• EXERCISE
Every line in the data below that includes "LinkLayer" belongs in the answer, copied as it stands.

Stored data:
#####
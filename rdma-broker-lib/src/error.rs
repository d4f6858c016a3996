use thiserror::Error;

/// Errors that can occur while bringing up or operating a connection.
#[derive(Error, Debug)]
pub enum BrokerError {
    #[error("IO error: {0}")]
    Io(#[from] std::io::Error),

    #[error("TLS error: {0}")]
    Tls(String),

    #[error("configuration error: {0}")]
    Config(String),

    #[error("control-plane record truncated: expected {expected} octets, got {got}")]
    ShortRead { expected: usize, got: usize },

    #[error("control-plane record malformed: {0}")]
    Malformed(String),

    #[error("slot table at capacity")]
    Capacity,

    #[error("verbs setup failed: {0}")]
    VerbsSetup(String),

    #[error("queue-pair state transition failed: {0}")]
    StateTransition(String),

    #[error("completion error: status={status}")]
    CompletionError { status: String },

    #[error("buffer pool exhausted")]
    PoolExhausted,

    #[error("no entropy source available to draw a PSN")]
    RandomFailure,

    #[error("no device found")]
    NoDevice,

    #[error("remote-write was requested but this connection was not admitted with remote_write.enabled")]
    RemoteWriteDisabled,
}

pub type Result<T> = std::result::Result<T, BrokerError>;
mod capacity;
mod loader;
mod remote_write;
mod root;
mod telemetry;
mod timeout;
mod tls;
mod validator;

pub use capacity::{CapacityConfig, CapacityMode};
pub use loader::load_from_path;
pub use remote_write::RemoteWriteConfig;
pub use root::Config;
pub use telemetry::TelemetryConfig;
pub use timeout::TimeoutConfig;
pub use tls::{TlsConfig, TlsVersion};
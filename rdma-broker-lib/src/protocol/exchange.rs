use tokio::io::{AsyncRead, AsyncReadExt, AsyncWrite, AsyncWriteExt};

use super::codec::{decode_endpoint, decode_psn, encode_endpoint, encode_psn};
use super::endpoint::EndpointDescriptor;
use crate::error::Result;

/// PSN exchange, client side: write `local_psn`, then read `remote_psn`.
/// Asymmetric with [`exchange_psn_server`] to avoid a write-write stall on a
/// stream duplex that is not guaranteed full-duplex.
pub async fn exchange_psn_client<S: AsyncRead + AsyncWrite + Unpin>(
    channel: &mut S,
    local_psn: u32,
) -> Result<u32> {
    channel.write_all(&encode_psn(local_psn)).await?;
    let mut buf = [0u8; 4];
    channel.read_exact(&mut buf).await?;
    decode_psn(&buf)
}

/// PSN exchange, server side: read `remote_psn`, then write `local_psn`.
pub async fn exchange_psn_server<S: AsyncRead + AsyncWrite + Unpin>(
    channel: &mut S,
    local_psn: u32,
) -> Result<u32> {
    let mut buf = [0u8; 4];
    channel.read_exact(&mut buf).await?;
    let remote_psn = decode_psn(&buf)?;
    channel.write_all(&encode_psn(local_psn)).await?;
    Ok(remote_psn)
}

/// Endpoint exchange, client side: read `remote_endpoint` first, then write
/// `local_endpoint`, asymmetric with the server for the same reason as the
/// PSN exchange above.
pub async fn exchange_endpoint_client<S: AsyncRead + AsyncWrite + Unpin>(
    channel: &mut S,
    local: &EndpointDescriptor,
) -> Result<EndpointDescriptor> {
    let mut buf = [0u8; EndpointDescriptor::WIRE_LEN];
    channel.read_exact(&mut buf).await?;
    let remote = decode_endpoint(&buf)?;
    channel.write_all(&encode_endpoint(local)).await?;
    Ok(remote)
}

/// Endpoint exchange, server side: write `local_endpoint` first, then read
/// `remote_endpoint`.
pub async fn exchange_endpoint_server<S: AsyncRead + AsyncWrite + Unpin>(
    channel: &mut S,
    local: &EndpointDescriptor,
) -> Result<EndpointDescriptor> {
    channel.write_all(&encode_endpoint(local)).await?;
    let mut buf = [0u8; EndpointDescriptor::WIRE_LEN];
    channel.read_exact(&mut buf).await?;
    decode_endpoint(&buf)
}

#[cfg(test)]
mod tests {
    use super::*;

    #[tokio::test]
    async fn psn_exchange_over_duplex_pipe() {
        let (mut client, mut server) = tokio::io::duplex(64);

        let client_fut = exchange_psn_client(&mut client, 0x0000_0111);
        let server_fut = exchange_psn_server(&mut server, 0x0000_0222);

        let (client_remote, server_remote) = tokio::join!(client_fut, server_fut);
        assert_eq!(client_remote.unwrap(), 0x0000_0222);
        assert_eq!(server_remote.unwrap(), 0x0000_0111);
    }

    #[tokio::test]
    async fn endpoint_exchange_over_duplex_pipe() {
        let (mut client, mut server) = tokio::io::duplex(256);

        let local_client = EndpointDescriptor::new(1, 0, [0; 16], 11, 21, 31);
        let local_server = EndpointDescriptor::new(2, 0, [1; 16], 12, 22, 32);

        let client_fut = exchange_endpoint_client(&mut client, &local_client);
        let server_fut = exchange_endpoint_server(&mut server, &local_server);

        let (from_client, from_server) = tokio::join!(client_fut, server_fut);
        assert_eq!(from_client.unwrap(), local_server);
        assert_eq!(from_server.unwrap(), local_client);
    }
}
use serde::Deserialize;

#[derive(Debug, Deserialize, Clone)]
pub struct TelemetryConfig {
    /// `tracing-subscriber` env-filter default, overridden by `RUST_LOG`.
    #[serde(default = "default_log_level")]
    pub log_level: String,
    /// Optional dedicated counters listener (`HOST:PORT`). When absent, no
    /// metrics endpoint is started.
    #[serde(default)]
    pub metrics_addr: Option<std::net::SocketAddr>,
}

impl Default for TelemetryConfig {
    fn default() -> Self {
        Self { log_level: default_log_level(), metrics_addr: None }
    }
}

fn default_log_level() -> String {
    "info".to_string()
}
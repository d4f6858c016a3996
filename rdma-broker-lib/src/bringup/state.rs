/// Per-connection bring-up state. Transitions are one-way; an error
/// at any step moves directly to `Closing`.
#[derive(Debug, Clone, Copy, PartialEq, Eq)]
pub enum ConnectionState {
    TlsHandshake,
    PsnExchange,
    RdmaSetup,
    Connected,
    Closing,
}
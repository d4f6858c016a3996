//! TLS channel construction for the control plane. The data plane itself is
//! never TLS-wrapped; only the parameter exchange is.

use std::sync::Arc;

use rustls_pki_types::pem::PemObject;
use rustls_pki_types::{CertificateDer, PrivateKeyDer};
use tokio_rustls::rustls::version::{TLS12, TLS13};
use tokio_rustls::rustls::{ClientConfig, RootCertStore, ServerConfig, SupportedProtocolVersion};
use tokio_rustls::{TlsAcceptor, TlsConnector};

use crate::config::{TlsConfig, TlsVersion};
use crate::error::{BrokerError, Result};

fn protocol_versions(min_version: TlsVersion) -> &'static [&'static SupportedProtocolVersion] {
    match min_version {
        TlsVersion::V1_2 => &[&TLS12, &TLS13],
        TlsVersion::V1_3 => &[&TLS13],
    }
}

fn load_certs(path: &str) -> Result<Vec<CertificateDer<'static>>> {
    let bytes = std::fs::read(path)
        .map_err(|e| BrokerError::Tls(format!("failed to read certificate {path}: {e}")))?;
    CertificateDer::pem_slice_iter(&bytes)
        .collect::<std::result::Result<Vec<_>, _>>()
        .map_err(|e| BrokerError::Tls(format!("failed to parse certificate {path}: {e}")))
}

fn load_key(path: &str) -> Result<PrivateKeyDer<'static>> {
    let bytes = std::fs::read(path)
        .map_err(|e| BrokerError::Tls(format!("failed to read key {path}: {e}")))?;
    let mut keys: Vec<PrivateKeyDer<'static>> = PrivateKeyDer::pem_slice_iter(&bytes)
        .collect::<std::result::Result<Vec<_>, _>>()
        .map_err(|e| BrokerError::Tls(format!("failed to parse key {path}: {e}")))?;
    keys.pop().ok_or_else(|| BrokerError::Tls(format!("no private key found in {path}")))
}

/// Builds the control-plane server-side TLS acceptor from configuration.
pub fn build_acceptor(cfg: &TlsConfig) -> Result<TlsAcceptor> {
    let certs = load_certs(&cfg.cert_path)?;
    let key = load_key(&cfg.key_path)?;

    let server = ServerConfig::builder_with_protocol_versions(protocol_versions(cfg.min_version))
        .with_no_client_auth()
        .with_single_cert(certs, key)
        .map_err(|e| BrokerError::Tls(format!("failed to build TLS server config: {e}")))?;

    Ok(TlsAcceptor::from(Arc::new(server)))
}

/// Builds the control-plane client-side TLS connector. `dev_mode` disables
/// peer verification entirely and must never be the default in production.
pub fn build_connector(cfg: &TlsConfig) -> Result<TlsConnector> {
    let versions = protocol_versions(cfg.min_version);
    let client = if cfg.dev_mode {
        tracing::warn!("TLS peer verification disabled (dev_mode); never use this in production");
        ClientConfig::builder_with_protocol_versions(versions)
            .dangerous()
            .with_custom_certificate_verifier(Arc::new(NoServerVerification))
            .with_no_client_auth()
    } else {
        let mut roots = RootCertStore::empty();
        for cert in load_certs(&cfg.cert_path)? {
            roots
                .add(cert)
                .map_err(|e| BrokerError::Tls(format!("failed to add trust anchor: {e}")))?;
        }
        ClientConfig::builder_with_protocol_versions(versions)
            .with_root_certificates(roots)
            .with_no_client_auth()
    };

    Ok(TlsConnector::from(Arc::new(client)))
}

#[derive(Debug)]
struct NoServerVerification;

impl tokio_rustls::rustls::client::danger::ServerCertVerifier for NoServerVerification {
    fn verify_server_cert(
        &self,
        _end_entity: &CertificateDer<'_>,
        _intermediates: &[CertificateDer<'_>],
        _server_name: &rustls_pki_types::ServerName<'_>,
        _ocsp_response: &[u8],
        _now: rustls_pki_types::UnixTime,
    ) -> std::result::Result<
        tokio_rustls::rustls::client::danger::ServerCertVerified,
        tokio_rustls::rustls::Error,
    > {
        Ok(tokio_rustls::rustls::client::danger::ServerCertVerified::assertion())
    }

    fn verify_tls12_signature(
        &self,
        _message: &[u8],
        _cert: &CertificateDer<'_>,
        _dss: &tokio_rustls::rustls::DigitallySignedStruct,
    ) -> std::result::Result<
        tokio_rustls::rustls::client::danger::HandshakeSignatureValid,
        tokio_rustls::rustls::Error,
    > {
        Ok(tokio_rustls::rustls::client::danger::HandshakeSignatureValid::assertion())
    }

    fn verify_tls13_signature(
        &self,
        _message: &[u8],
        _cert: &CertificateDer<'_>,
        _dss: &tokio_rustls::rustls::DigitallySignedStruct,
    ) -> std::result::Result<
        tokio_rustls::rustls::client::danger::HandshakeSignatureValid,
        tokio_rustls::rustls::Error,
    > {
        Ok(tokio_rustls::rustls::client::danger::HandshakeSignatureValid::assertion())
    }

    fn supported_verify_schemes(&self) -> Vec<tokio_rustls::rustls::SignatureScheme> {
        use tokio_rustls::rustls::SignatureScheme::*;
        vec![
            RSA_PKCS1_SHA256,
            RSA_PKCS1_SHA384,
            RSA_PKCS1_SHA512,
            ECDSA_NISTP256_SHA256,
            ECDSA_NISTP384_SHA384,
            ED25519,
        ]
    }
}
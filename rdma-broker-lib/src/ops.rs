//! Operation primitives: the only way the rest of the crate moves
//! bytes once a connection is `CONNECTED`. Completion polling is a busy-wait
//! with a short sleep between empty polls; a production deployment may arm
//! the completion channel and block on it instead.

use std::time::Duration;

use crate::error::{BrokerError, Result};
use crate::transport::verbs::{CompletionQueue, CompletionStatus, QueuePair};

const POLL_BACKOFF: Duration = Duration::from_millis(1);

async fn poll_until_completion(cq: &dyn CompletionQueue) -> Result<usize> {
    loop {
        match cq.poll()? {
            Some(completion) => {
                return match completion.status {
                    CompletionStatus::Success => Ok(completion.bytes),
                    CompletionStatus::Error(code) => {
                        Err(BrokerError::CompletionError { status: code.to_string() })
                    }
                };
            }
            None => tokio::time::sleep(POLL_BACKOFF).await,
        }
    }
}

/// Copies `data` into the send buffer, posts a signaled send WR, and blocks
/// until exactly one completion returns.
pub async fn post_send(qp: &dyn QueuePair, send_cq: &dyn CompletionQueue, data: &[u8]) -> Result<usize> {
    qp.post_send(data)?;
    poll_until_completion(send_cq).await
}

/// Posts an unsignaled receive WR pointing at the recv buffer. The caller
/// must post one receive per expected inbound message.
pub fn post_recv(qp: &dyn QueuePair) -> Result<()> {
    qp.post_recv()
}

/// Remote-write variant of [`post_send`]; only reachable when the connection
/// was admitted with remote-write explicitly enabled.
pub async fn post_write(
    qp: &dyn QueuePair,
    send_cq: &dyn CompletionQueue,
    data: &[u8],
    remote_addr: u64,
    rkey: u32,
) -> Result<usize> {
    qp.post_write(data, remote_addr, rkey)?;
    poll_until_completion(send_cq).await
}

/// Polls the recv CQ for an inbound message, then re-posts a receive so a
/// subsequent send does not stall.
pub async fn poll_recv(qp: &dyn QueuePair, recv_cq: &dyn CompletionQueue) -> Result<usize> {
    let bytes = poll_until_completion(recv_cq).await?;
    qp.post_recv()?;
    Ok(bytes)
}

#[cfg(test)]
mod tests {
    use super::*;
    use crate::transport::mock::{MockFabric, MockProvider};
    use crate::transport::verbs::{AccessFlags, LinkLayer, VerbsProvider};
    use std::sync::{Arc, Mutex};

    fn make_pair() -> (
        Arc<dyn QueuePair>,
        Arc<dyn CompletionQueue>,
        Arc<dyn QueuePair>,
        Arc<dyn CompletionQueue>,
    ) {
        let fabric = MockFabric::new();
        let provider = MockProvider::new(fabric);
        let ctx = provider.open_default_device().unwrap();
        let pd = ctx.alloc_pd().unwrap();

        let a_send_cq = ctx.create_cq(8).unwrap();
        let a_recv_cq = ctx.create_cq(8).unwrap();
        let b_send_cq = ctx.create_cq(8).unwrap();
        let b_recv_cq = ctx.create_cq(8).unwrap();

        let a_recv_buf = Arc::new(Mutex::new(vec![0u8; 4096]));
        let a_send_buf = Arc::new(Mutex::new(vec![0u8; 4096]));
        let b_recv_buf = Arc::new(Mutex::new(vec![0u8; 4096]));
        let b_send_buf = Arc::new(Mutex::new(vec![0u8; 4096]));

        let a_recv_mr = pd.register_mr(a_recv_buf.clone(), AccessFlags::FULL).unwrap();
        let a_send_mr = pd.register_mr(a_send_buf.clone(), AccessFlags::FULL).unwrap();
        let b_recv_mr = pd.register_mr(b_recv_buf.clone(), AccessFlags::FULL).unwrap();
        let b_send_mr = pd.register_mr(b_send_buf.clone(), AccessFlags::FULL).unwrap();

        let qp_a = ctx
            .create_qp(&pd, &a_send_cq, &a_recv_cq, a_recv_mr.as_ref(), a_recv_buf, a_send_mr.as_ref(), a_send_buf)
            .unwrap();
        let qp_b = ctx
            .create_qp(&pd, &b_send_cq, &b_recv_cq, b_recv_mr.as_ref(), b_recv_buf, b_send_mr.as_ref(), b_send_buf)
            .unwrap();

        let remote_b = crate::protocol::EndpointDescriptor::new(
            qp_b.qp_num(),
            1,
            [0; 16],
            1,
            b_recv_mr.rkey(),
            b_recv_mr.addr(),
        );
        let remote_a = crate::protocol::EndpointDescriptor::new(
            qp_a.qp_num(),
            1,
            [0; 16],
            1,
            a_recv_mr.rkey(),
            a_recv_mr.addr(),
        );
        qp_a.modify_to_rtr(&remote_b, LinkLayer::Ethernet).unwrap();
        qp_b.modify_to_rtr(&remote_a, LinkLayer::Ethernet).unwrap();
        qp_a.modify_to_rts(1).unwrap();
        qp_b.modify_to_rts(1).unwrap();

        (qp_a, a_send_cq, qp_b, b_recv_cq)
    }

    #[tokio::test]
    async fn send_from_a_completes_and_is_observable_on_bs_recv_cq() {
        let (qp_a, a_send_cq, _qp_b, b_recv_cq) = make_pair();

        let bytes = post_send(qp_a.as_ref(), a_send_cq.as_ref(), b"hello").await.unwrap();
        assert_eq!(bytes, 5);

        let received = poll_until_completion(b_recv_cq.as_ref()).await.unwrap();
        assert_eq!(received, 5);
    }
}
#####
• EXPECTED ANSWER
    use crate::transport::verbs::{AccessFlags, LinkLayer, VerbsProvider};
        qp_a.modify_to_rtr(&remote_b, LinkLayer::Ethernet).unwrap();
        qp_b.modify_to_rtr(&remote_a, LinkLayer::Ethernet).unwrap();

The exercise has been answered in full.